◆ Assigned task ◆
Find the lines of the data below that include "crate". Report their number only.

══ Input data

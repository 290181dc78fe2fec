//! Lists and text conversion.

use crate::data::objects::{self, Object};
use crate::data::{Runtime, Tag};
use crate::eval::Error;
use crate::render;

fn count(rt: &Runtime) -> Result<usize, Error> {
    match rt.peek(0)?.get()? {
        Object::Integer(i) if i >= 0 => {
            usize::try_from(i).map_err(|_| Error::BadArgumentType("a count"))
        }
        _ => Err(Error::BadArgumentType("a non-negative integer")),
    }
}

/// `obj1 ... objn n →LIST`
pub fn to_list(rt: &Runtime) -> Result<(), Error> {
    rt.args(1)?;
    let n = count(rt)?;
    rt.args(n.saturating_add(1))?;
    let mark = rt.scratch_mark();
    let copied = (1..=n)
        .rev()
        .try_for_each(|level| rt.scratch_append_object(&rt.peek(level)?));
    if let Err(e) = copied {
        rt.scratch_release(mark);
        return Err(e);
    }
    let list = rt.make_from_scratch(Tag::List, mark)?;
    rt.set(n, &list)?;
    rt.discard(n)
}

/// `{ obj1 ... objn } LIST→`: the elements, then their count.
pub fn from_list(rt: &Runtime) -> Result<(), Error> {
    rt.args(1)?;
    let list = rt.peek(0)?;
    if list.tag() != Tag::List {
        return Err(Error::BadArgumentType("a list"));
    }
    let children = list.children();
    let n = rt.make(&objects::Integer::from(children.len() as i64))?;
    let mut pushed = 0;
    for object in children.iter().chain(std::iter::once(&n)) {
        if let Err(e) = rt.push(object) {
            rt.discard(pushed)?;
            return Err(e);
        }
        pushed += 1;
    }
    // Bring the list up from under its contents and drop it.
    rt.roll(pushed + 1)?;
    rt.discard(1)
}

/// Elements of a list, or characters of a text.
pub fn size(rt: &Runtime) -> Result<(), Error> {
    rt.args(1)?;
    let object = rt.peek(0)?;
    let size = match object.get()? {
        Object::Composite(Tag::List, n) => n,
        Object::Text(s) => s.chars().count(),
        _ => return Err(Error::BadArgumentType("a list or text")),
    };
    let size = rt.make(&objects::Integer::from(size as i64))?;
    rt.set(0, &size)
}

/// `obj →STR`
pub fn to_text(rt: &Runtime) -> Result<(), Error> {
    rt.args(1)?;
    let text = render::to_text(&rt.peek(0)?)?;
    rt.set(0, &text)
}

════

◆ Result ◆
4